Deux mois plus tard, Gorbatchev revient sur console par l’intermédiaire de SEGA of Japan. Cette fois-ci, c’est sur Game Gear que ça se passe. Gambare Gorby!, que l’on peut traduire par “accroche-toi, Gorby”, est un jeu de réflexion où le but est de prendre le contrôle d’une usine et de fournir aux masses opprimées les biens dont elles ont besoin : du pain, de la viande, de médicaments et bien évidemment des Game Gear. Il faut manipuler les tapis roulants à bon escient afin de diriger les bonnes denrées vers les bonnes personnes. Mais gare aux soldats de l'Armée rouge qui rôdent dans les locaux de l’usine pour tenter de tout faire capoter ! D’abord armés de simples matraques, puis de fusils, ils sont à éviter à tout prix, où à ralentir grâce à des insultes bien envoyées, insultes dont la portée et la puissance peuvent être décuplées si Gorby trouve un mégaphone. Les mots blessent plus que les coups, n’est-ce pas ce que l’on nous apprend lorsque l’on fait de la politique ?
Panic button
Malgré un scénario quasiment inexistant, des règles simples et une technique qui permet de n’afficher que quelques pixels à l’écran, Gambare Gorby! Propose un véritable message politique, aussi simple qu’il puisse paraître. Seulement voilà, peu après la sortie du soft au Japon, un putsch raté va accélérer la dislocation de l’URSS, alors que la guerre froide s’arrête définitivement quand Gorbatchev démissionne le 25 décembre 1991. Sortir un jeu en Europe où le désormais ex-responsable de l’URSS distribue lui-même des vivres aurait pu poser des problèmes, malgré une certaine cote de popularité du personnage en occident.

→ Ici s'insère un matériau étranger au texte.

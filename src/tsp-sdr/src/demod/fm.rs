// SPDX-FileCopyrightText: 2025 Stanislaw Grams <stanislawgrams@gmail.com>
//
// SPDX-License-Identifier: BSD-2-Clause

use std::f32::consts::{PI, TAU};

use num_complex::Complex;

use crate::dsp::{FilterState, FirFilter};

/// Peak deviation that maps to unit discriminator output (Hz).
pub const FM_DEVIATION_HZ: f32 = 2_500.0;

/// Phase of the last FM sample of the previous block.
#[derive(Debug, Clone, Copy, PartialEq, Default)]
pub struct PhaseState {
    last_phase: f32,
}

impl PhaseState {
    pub fn last_phase(&self) -> f32 {
        self.last_phase
    }
}

/// Discriminator gain turning radians/sample into units of [`FM_DEVIATION_HZ`].
pub(super) fn fm_scale(sample_rate: u32) -> f32 {
    sample_rate as f32 / (TAU * FM_DEVIATION_HZ)
}

/// Wrap a phase difference into `[-π, π)`.
#[inline]
fn wrap_phase(delta: f32) -> f32 {
    (delta + PI).rem_euclid(TAU) - PI
}

/// Phase-difference discriminator.
///
/// The first difference of each block is taken against the phase carried in
/// `phase`, so splitting a stream at any point gives the same output as
/// processing it whole.
pub(super) fn discriminate(
    filtered: &[Complex<f32>],
    phase: &mut PhaseState,
    scale: f32,
) -> Vec<f32> {
    let mut prev = phase.last_phase;
    let mut output = Vec::with_capacity(filtered.len());
    for sample in filtered {
        let current = sample.im.atan2(sample.re);
        output.push(wrap_phase(current - prev) * scale);
        prev = current;
    }
    phase.last_phase = prev;
    output
}

/// Narrow-band FM: channel filter, then the discriminator.
pub(super) fn demod_fm(
    filter: &FirFilter,
    filter_state: &mut FilterState,
    phase: &mut PhaseState,
    scale: f32,
    samples: &[Complex<f32>],
) -> Vec<f32> {
    let filtered = filter.apply(filter_state, samples);
    discriminate(&filtered, phase, scale)
}
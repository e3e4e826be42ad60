// SPDX-FileCopyrightText: 2025 Stanislaw Grams <stanislawgrams@gmail.com>
//
// SPDX-License-Identifier: BSD-2-Clause

use tracing::Level;
use tracing_subscriber::FmtSubscriber;

/// Parse a level name, falling back to INFO when absent or invalid.
pub fn parse_level(log_level: Option<&str>) -> Level {
    log_level
        .and_then(|s| s.parse::<Level>().ok())
        .unwrap_or(Level::INFO)
}

/// Overrides the configured level, e.g. `TSP_LOG=trace`.
pub const LOG_LEVEL_ENV: &str = "TSP_LOG";

/// A valid `TSP_LOG` wins over the configured level.
fn effective_level(configured: Option<&str>, env: Option<&str>) -> Level {
    match env.and_then(|s| s.parse::<Level>().ok()) {
        Some(level) => level,
        None => parse_level(configured),
    }
}

/// Initialize logging with optional level from config.
/// Falls back to INFO if level is None or invalid.
///
/// Thread names are printed so acquisition and processing lines can be
/// told apart.
pub fn init_logging(log_level: Option<&str>) {
    let env = std::env::var(LOG_LEVEL_ENV).ok();
    FmtSubscriber::builder()
        .with_target(false)
        .with_thread_names(true)
        .with_max_level(effective_level(log_level, env.as_deref()))
        .init();
}

#[cfg(test)]
mod tests {
    use super::*;

    #[test]
    fn parse_level_defaults_to_info() {
        assert_eq!(parse_level(None), Level::INFO);
        assert_eq!(parse_level(Some("bogus")), Level::INFO);
        assert_eq!(parse_level(Some("debug")), Level::DEBUG);
        assert_eq!(parse_level(Some("warn")), Level::WARN);
    }

    #[test]
    fn env_level_overrides_config() {
        assert_eq!(effective_level(Some("warn"), Some("trace")), Level::TRACE);
        assert_eq!(effective_level(Some("warn"), Some("loud")), Level::WARN);
        assert_eq!(effective_level(None, None), Level::INFO);
    }
}
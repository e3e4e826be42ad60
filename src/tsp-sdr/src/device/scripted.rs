// SPDX-FileCopyrightText: 2025 Stanislaw Grams <stanislawgrams@gmail.com>
//
// SPDX-License-Identifier: BSD-2-Clause

use std::collections::VecDeque;
use std::sync::atomic::{AtomicUsize, Ordering};
use std::sync::{Arc, Mutex};
use std::time::Duration;

use num_complex::Complex;
use tsp_core::{DirectSampling, Gain};

use super::{DeviceError, SdrDevice};

/// One scripted response to `read_into`.
#[derive(Debug, Clone)]
pub enum ScriptStep {
    Samples(Vec<Complex<f32>>),
    /// Block the reader for a while, then return the samples.
    Delay(Duration, Vec<Complex<f32>>),
    Fail(String),
}

/// A setting the device accepted, in the order it was applied.
#[derive(Debug, Clone, PartialEq)]
pub enum AppliedSetting {
    SampleRate(u32),
    CenterFreq(u64),
    DirectSampling(DirectSampling),
    Agc(bool),
    FreqCorrection(i32),
    Gain(Gain),
}

/// Read side of a [`ScriptedDevice`] that stays with the test after the
/// device has been moved into the pipeline.
#[derive(Debug, Clone, Default)]
pub struct DeviceProbe {
    applied: Arc<Mutex<Vec<AppliedSetting>>>,
    closes: Arc<AtomicUsize>,
    reads: Arc<AtomicUsize>,
}

impl DeviceProbe {
    pub fn applied(&self) -> Vec<AppliedSetting> {
        self.applied
            .lock()
            .map(|log| log.clone())
            .unwrap_or_default()
    }

    pub fn close_count(&self) -> usize {
        self.closes.load(Ordering::SeqCst)
    }

    pub fn read_count(&self) -> usize {
        self.reads.load(Ordering::SeqCst)
    }
}

/// Deterministic fake device.
///
/// Reads replay the script in order; once it runs out the device either
/// repeats a fixed block or reports nothing available (`Ok(0)`). Any
/// setting named with [`ScriptedDevice::failing`] is rejected.
#[derive(Debug, Default)]
pub struct ScriptedDevice {
    script: VecDeque<ScriptStep>,
    repeat: Option<Vec<Complex<f32>>>,
    failing: Vec<&'static str>,
    probe: DeviceProbe,
}

impl ScriptedDevice {
    pub fn new() -> Self {
        Self::default()
    }

    pub fn step(mut self, step: ScriptStep) -> Self {
        self.script.push_back(step);
        self
    }

    pub fn samples(self, samples: Vec<Complex<f32>>) -> Self {
        self.step(ScriptStep::Samples(samples))
    }

    /// Keep returning `block` after the script is exhausted.
    pub fn repeating(mut self, block: Vec<Complex<f32>>) -> Self {
        self.repeat = Some(block);
        self
    }

    /// Reject the named setting (`"sample rate"`, `"center frequency"`,
    /// `"direct sampling"`, `"agc"`, `"frequency correction"` or `"gain"`).
    pub fn failing(mut self, setting: &'static str) -> Self {
        self.failing.push(setting);
        self
    }

    pub fn probe(&self) -> DeviceProbe {
        self.probe.clone()
    }

    fn apply(&mut self, name: &'static str, setting: AppliedSetting) -> Result<(), DeviceError> {
        if self.failing.contains(&name) {
            return Err(DeviceError::setting(name, "rejected by device"));
        }
        if let Ok(mut log) = self.probe.applied.lock() {
            log.push(setting);
        }
        Ok(())
    }
}

fn copy_into(buf: &mut [Complex<f32>], samples: &[Complex<f32>]) -> usize {
    let n = samples.len().min(buf.len());
    buf[..n].copy_from_slice(&samples[..n]);
    n
}

impl SdrDevice for ScriptedDevice {
    fn set_sample_rate(&mut self, rate_hz: u32) -> Result<(), DeviceError> {
        self.apply("sample rate", AppliedSetting::SampleRate(rate_hz))
    }

    fn set_center_freq(&mut self, freq_hz: u64) -> Result<(), DeviceError> {
        self.apply("center frequency", AppliedSetting::CenterFreq(freq_hz))
    }

    fn set_direct_sampling(&mut self, mode: DirectSampling) -> Result<(), DeviceError> {
        self.apply("direct sampling", AppliedSetting::DirectSampling(mode))
    }

    fn set_agc(&mut self, enabled: bool) -> Result<(), DeviceError> {
        self.apply("agc", AppliedSetting::Agc(enabled))
    }

    fn set_freq_correction(&mut self, ppm: i32) -> Result<(), DeviceError> {
        self.apply("frequency correction", AppliedSetting::FreqCorrection(ppm))
    }

    fn set_gain(&mut self, gain: Gain) -> Result<(), DeviceError> {
        self.apply("gain", AppliedSetting::Gain(gain))
    }

    fn read_into(&mut self, buf: &mut [Complex<f32>]) -> Result<usize, DeviceError> {
        self.probe.reads.fetch_add(1, Ordering::SeqCst);
        match self.script.pop_front() {
            Some(ScriptStep::Samples(samples)) => Ok(copy_into(buf, &samples)),
            Some(ScriptStep::Delay(delay, samples)) => {
                std::thread::sleep(delay);
                Ok(copy_into(buf, &samples))
            }
            Some(ScriptStep::Fail(reason)) => Err(DeviceError::Read(reason)),
            None => match &self.repeat {
                Some(block) => Ok(copy_into(buf, block)),
                None => Ok(0),
            },
        }
    }

    fn close(&mut self) {
        self.probe.closes.fetch_add(1, Ordering::SeqCst);
    }
}
// SPDX-FileCopyrightText: 2025 Stanislaw Grams <stanislawgrams@gmail.com>
//
// SPDX-License-Identifier: BSD-2-Clause

//! Configuration file support for tsp-stream.
//!
//! Config is loaded from the `[tsp-stream]` section of `tsp.toml`.
//! Default search order:
//! 1. Path specified via `--config` CLI argument
//! 2. Path in `$TSP_CONFIG`
//! 3. `./tsp.toml`
//! 4. `~/.config/tsp/tsp.toml`
//! 5. `/etc/tsp/tsp.toml`

use std::time::Duration;

use serde::{Deserialize, Serialize};
use tsp_app::ConfigFile;
use tsp_core::{ConfigError, DemodMode, DirectSampling, Gain, SourceConfig, TARGET_SAMPLE_RATE};
use tsp_sdr::PipelineOptions;

/// Top-level tsp-stream configuration.
#[derive(Debug, Clone, Default, Serialize, Deserialize)]
#[serde(default)]
pub struct StreamConfig {
    pub general: GeneralConfig,
    pub sdr: SdrConfig,
    pub pipeline: PipelineConfig,
}

#[derive(Debug, Clone, Default, Serialize, Deserialize)]
#[serde(default)]
pub struct GeneralConfig {
    /// Log level (trace, debug, info, warn, error)
    pub log_level: Option<String>,
}

/// Gain as written in the file: `"auto"` or a number of dB.
#[derive(Debug, Clone, PartialEq, Serialize, Deserialize)]
#[serde(untagged)]
pub enum GainSetting {
    Db(f64),
    Text(String),
}

impl Default for GainSetting {
    fn default() -> Self {
        GainSetting::Text("auto".to_string())
    }
}

impl GainSetting {
    pub fn resolve(&self) -> Result<Gain, ConfigError> {
        match self {
            GainSetting::Db(db) if db.is_finite() => Ok(Gain::Manual(*db)),
            GainSetting::Db(db) => Err(ConfigError::InvalidGain(db.to_string())),
            GainSetting::Text(text) => text.parse(),
        }
    }
}

/// Receiver settings.
#[derive(Debug, Clone, Serialize, Deserialize)]
#[serde(default)]
pub struct SdrConfig {
    /// SoapySDR device arguments; `"mock"` selects the silent test source.
    pub args: String,
    /// Tuned frequency (kHz).
    pub frequency_khz: f64,
    pub mode: DemodMode,
    /// Raw IQ rate (Hz); must be a multiple of 16000.
    pub sample_rate: u32,
    pub gain: GainSetting,
    pub ppm: i32,
    /// 0=off, 1=I-branch, 2=Q-branch (use 2 for HF)
    pub direct_sampling: u8,
    /// Enable the RTL2832 digital AGC (recommended for direct sampling)
    pub agc: bool,
}

impl Default for SdrConfig {
    fn default() -> Self {
        Self {
            args: "driver=rtlsdr".to_string(),
            frequency_khz: 146_520.0,
            mode: DemodMode::Fm,
            sample_rate: 256_000,
            gain: GainSetting::default(),
            ppm: 0,
            direct_sampling: 0,
            agc: false,
        }
    }
}

/// Buffering and timing of the acquisition pipeline.
#[derive(Debug, Clone, Serialize, Deserialize)]
#[serde(default)]
pub struct PipelineConfig {
    /// IQ samples per hardware read
    pub block_size: usize,
    /// Raw blocks buffered before new ones are dropped
    pub queue_capacity: usize,
    pub dequeue_timeout_ms: u64,
    /// Warn when no IQ arrives for this long
    pub stall_timeout_ms: u64,
}

impl Default for PipelineConfig {
    fn default() -> Self {
        Self {
            block_size: 65_536,
            queue_capacity: 10,
            dequeue_timeout_ms: 500,
            stall_timeout_ms: 5_000,
        }
    }
}

impl StreamConfig {
    pub fn source_config(&self) -> Result<SourceConfig, ConfigError> {
        let center_freq_hz = (self.sdr.frequency_khz * 1_000.0).round() as u64;
        let mut config = SourceConfig::new(center_freq_hz, self.sdr.mode);
        config.sample_rate = self.sdr.sample_rate;
        config.gain = self.sdr.gain.resolve()?;
        config.ppm = self.sdr.ppm;
        config.direct_sampling = DirectSampling::try_from(self.sdr.direct_sampling)?;
        config.agc = self.sdr.agc;
        config.validate(TARGET_SAMPLE_RATE)?;
        Ok(config)
    }

    pub fn pipeline_options(&self) -> PipelineOptions {
        PipelineOptions {
            target_rate: TARGET_SAMPLE_RATE,
            block_size: self.pipeline.block_size,
            queue_capacity: self.pipeline.queue_capacity,
            dequeue_timeout: Duration::from_millis(self.pipeline.dequeue_timeout_ms),
            stall_threshold: Duration::from_millis(self.pipeline.stall_timeout_ms),
        }
    }

    pub fn example_toml() -> String {
        let example = StreamConfig {
            general: GeneralConfig {
                log_level: Some("info".to_string()),
            },
            sdr: SdrConfig::default(),
            pipeline: PipelineConfig::default(),
        };
        let body = toml::to_string_pretty(&example).unwrap_or_default();
        // Nest every table under the [tsp-stream] section the loader expects.
        body.replace("[general]", "[tsp-stream.general]")
            .replace("[sdr]", "[tsp-stream.sdr]")
            .replace("[pipeline]", "[tsp-stream.pipeline]")
    }
}

fn validate_log_level(level: Option<&str>) -> Result<(), String> {
    if let Some(level) = level {
        match level {
            "trace" | "debug" | "info" | "warn" | "error" => {}
            _ => {
                return Err(format!(
                    "[general].log_level '{}' is invalid (expected one of: trace, debug, info, warn, error)",
                    level
                ))
            }
        }
    }
    Ok(())
}

impl ConfigFile for StreamConfig {
    fn section_key() -> &'static str {
        "tsp-stream"
    }

    fn validate(&self) -> Result<(), String> {
        validate_log_level(self.general.log_level.as_deref())?;

        if !self.sdr.frequency_khz.is_finite() || self.sdr.frequency_khz <= 0.0 {
            return Err("[sdr].frequency_khz must be > 0".to_string());
        }
        if self.sdr.args.trim().is_empty() {
            return Err("[sdr].args must not be empty".to_string());
        }
        DirectSampling::try_from(self.sdr.direct_sampling)
            .map_err(|e| format!("[sdr].direct_sampling: {}", e))?;
        self.sdr
            .gain
            .resolve()
            .map_err(|e| format!("[sdr].gain: {}", e))?;
        if self.sdr.sample_rate == 0 || self.sdr.sample_rate % TARGET_SAMPLE_RATE != 0 {
            return Err(format!(
                "[sdr].sample_rate {} must be a multiple of {}",
                self.sdr.sample_rate, TARGET_SAMPLE_RATE
            ));
        }

        if self.pipeline.block_size == 0 {
            return Err("[pipeline].block_size must be > 0".to_string());
        }
        if self.pipeline.queue_capacity == 0 {
            return Err("[pipeline].queue_capacity must be > 0".to_string());
        }
        if self.pipeline.dequeue_timeout_ms == 0 {
            return Err("[pipeline].dequeue_timeout_ms must be > 0".to_string());
        }
        if self.pipeline.stall_timeout_ms == 0 {
            return Err("[pipeline].stall_timeout_ms must be > 0".to_string());
        }
        Ok(())
    }
}
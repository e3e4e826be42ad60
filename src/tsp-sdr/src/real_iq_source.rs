// SPDX-FileCopyrightText: 2025 Stanislaw Grams <stanislawgrams@gmail.com>
//
// SPDX-License-Identifier: BSD-2-Clause

//! Real SoapySDR device IQ source implementation.

use num_complex::Complex;
use soapysdr::{Device, Direction, RxStream};
use tsp_core::{DirectSampling, Gain};

use crate::device::{DeviceError, SdrDevice};

const CHANNEL: usize = 0;
/// Per-read timeout handed to the driver (µs).
const READ_TIMEOUT_US: i64 = 1_000_000;

/// Real SoapySDR device IQ source.
///
/// The RX stream is created and activated on the first read, after the
/// pipeline has applied every setting.
pub struct RealIqSource {
    device: Device,
    stream: Option<RxStream<Complex<f32>>>,
}

impl RealIqSource {
    /// Open a SoapySDR device.
    ///
    /// `args` is the SoapySDR device arguments string (e.g. `"driver=rtlsdr"`).
    pub fn open(args: &str) -> Result<Self, DeviceError> {
        tracing::info!("Initializing SoapySDR device with args: {}", args);
        let device = Device::new(args).map_err(|e| {
            DeviceError::Open(format!("no SoapySDR device for args '{}': {}", args, e))
        })?;
        tracing::info!("SoapySDR device opened successfully");
        Ok(Self {
            device,
            stream: None,
        })
    }

    fn stream(&mut self) -> Result<&mut RxStream<Complex<f32>>, DeviceError> {
        if self.stream.is_none() {
            let mut stream = self
                .device
                .rx_stream::<Complex<f32>>(&[CHANNEL])
                .map_err(|e| DeviceError::Read(format!("failed to open RX stream: {}", e)))?;
            stream
                .activate(None)
                .map_err(|e| DeviceError::Read(format!("failed to activate RX stream: {}", e)))?;
            self.stream = Some(stream);
        }
        self.stream
            .as_mut()
            .ok_or_else(|| DeviceError::Read("RX stream unavailable".to_string()))
    }
}

impl SdrDevice for RealIqSource {
    fn set_sample_rate(&mut self, rate_hz: u32) -> Result<(), DeviceError> {
        self.device
            .set_sample_rate(Direction::Rx, CHANNEL, rate_hz as f64)
            .map_err(|e| DeviceError::setting("sample rate", e.to_string()))?;
        let actual = self
            .device
            .sample_rate(Direction::Rx, CHANNEL)
            .unwrap_or(rate_hz as f64);
        tracing::info!("Set sample rate to {} Hz (actual: {} Hz)", rate_hz, actual);
        Ok(())
    }

    fn set_center_freq(&mut self, freq_hz: u64) -> Result<(), DeviceError> {
        self.device
            .set_frequency(Direction::Rx, CHANNEL, freq_hz as f64, ())
            .map_err(|e| DeviceError::setting("center frequency", e.to_string()))?;
        let actual = self
            .device
            .frequency(Direction::Rx, CHANNEL)
            .unwrap_or(freq_hz as f64);
        tracing::info!(
            "Set center frequency to {} Hz (actual: {} Hz)",
            freq_hz,
            actual
        );
        Ok(())
    }

    fn set_direct_sampling(&mut self, mode: DirectSampling) -> Result<(), DeviceError> {
        let value = u8::from(mode).to_string();
        self.device
            .write_setting("direct_samp", value.as_str())
            .map_err(|e| DeviceError::setting("direct sampling", e.to_string()))
    }

    fn set_agc(&mut self, enabled: bool) -> Result<(), DeviceError> {
        let value = if enabled { "true" } else { "false" };
        self.device
            .write_setting("digital_agc", value)
            .map_err(|e| DeviceError::setting("agc", e.to_string()))
    }

    fn set_freq_correction(&mut self, ppm: i32) -> Result<(), DeviceError> {
        self.device
            .set_component_frequency(Direction::Rx, CHANNEL, "CORR", ppm as f64, ())
            .map_err(|e| DeviceError::setting("frequency correction", e.to_string()))
    }

    fn set_gain(&mut self, gain: Gain) -> Result<(), DeviceError> {
        match gain {
            Gain::Auto => self
                .device
                .set_gain_mode(Direction::Rx, CHANNEL, true)
                .map_err(|e| DeviceError::setting("gain", e.to_string())),
            Gain::Manual(db) => {
                if let Err(e) = self.device.set_gain_mode(Direction::Rx, CHANNEL, false) {
                    tracing::warn!("Failed to disable automatic gain: {}", e);
                }
                self.device
                    .set_gain(Direction::Rx, CHANNEL, db)
                    .map_err(|e| DeviceError::setting("gain", e.to_string()))
            }
        }
    }

    fn read_into(&mut self, buf: &mut [Complex<f32>]) -> Result<usize, DeviceError> {
        let stream = self.stream()?;
        let mut filled = 0;
        while filled < buf.len() {
            let n = stream
                .read(&mut [&mut buf[filled..]], READ_TIMEOUT_US)
                .map_err(|e| DeviceError::Read(e.to_string()))?;
            if n == 0 {
                break;
            }
            filled += n;
        }
        Ok(filled)
    }

    fn close(&mut self) {
        if let Some(mut stream) = self.stream.take() {
            if let Err(e) = stream.deactivate(None) {
                tracing::warn!("Failed to deactivate RX stream: {}", e);
            }
        }
    }
}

C’est pourquoi SEGA décide de faire quelques “ajustements” avant d’envoyer sa cartouche en dehors des frontières japonaises. Dans la nouvelle version revue et corrigée, c’est un industriel véreux qui décide de garder tous les produits de qualité pour lui seul qu’il faut combattre en redistribuant les victuailles. Le héros est redessiné : adieu le protagoniste au crâne dégarni accueillant une tache violacée, les joueurs dirigent désormais un jeune homme à la chevelure blonde. Toute référence à Gorbatchev est retirée, les gardes de l'Armée rouge deviennent de simples agents de sécurité, et le titre “Gambare Gorby!” se transforme en “Factory Panic”. Le titre n’arrivera jamais aux Etats-Unis, mais une version brésilienne existera bel et bien, intitulée "Crazy Company".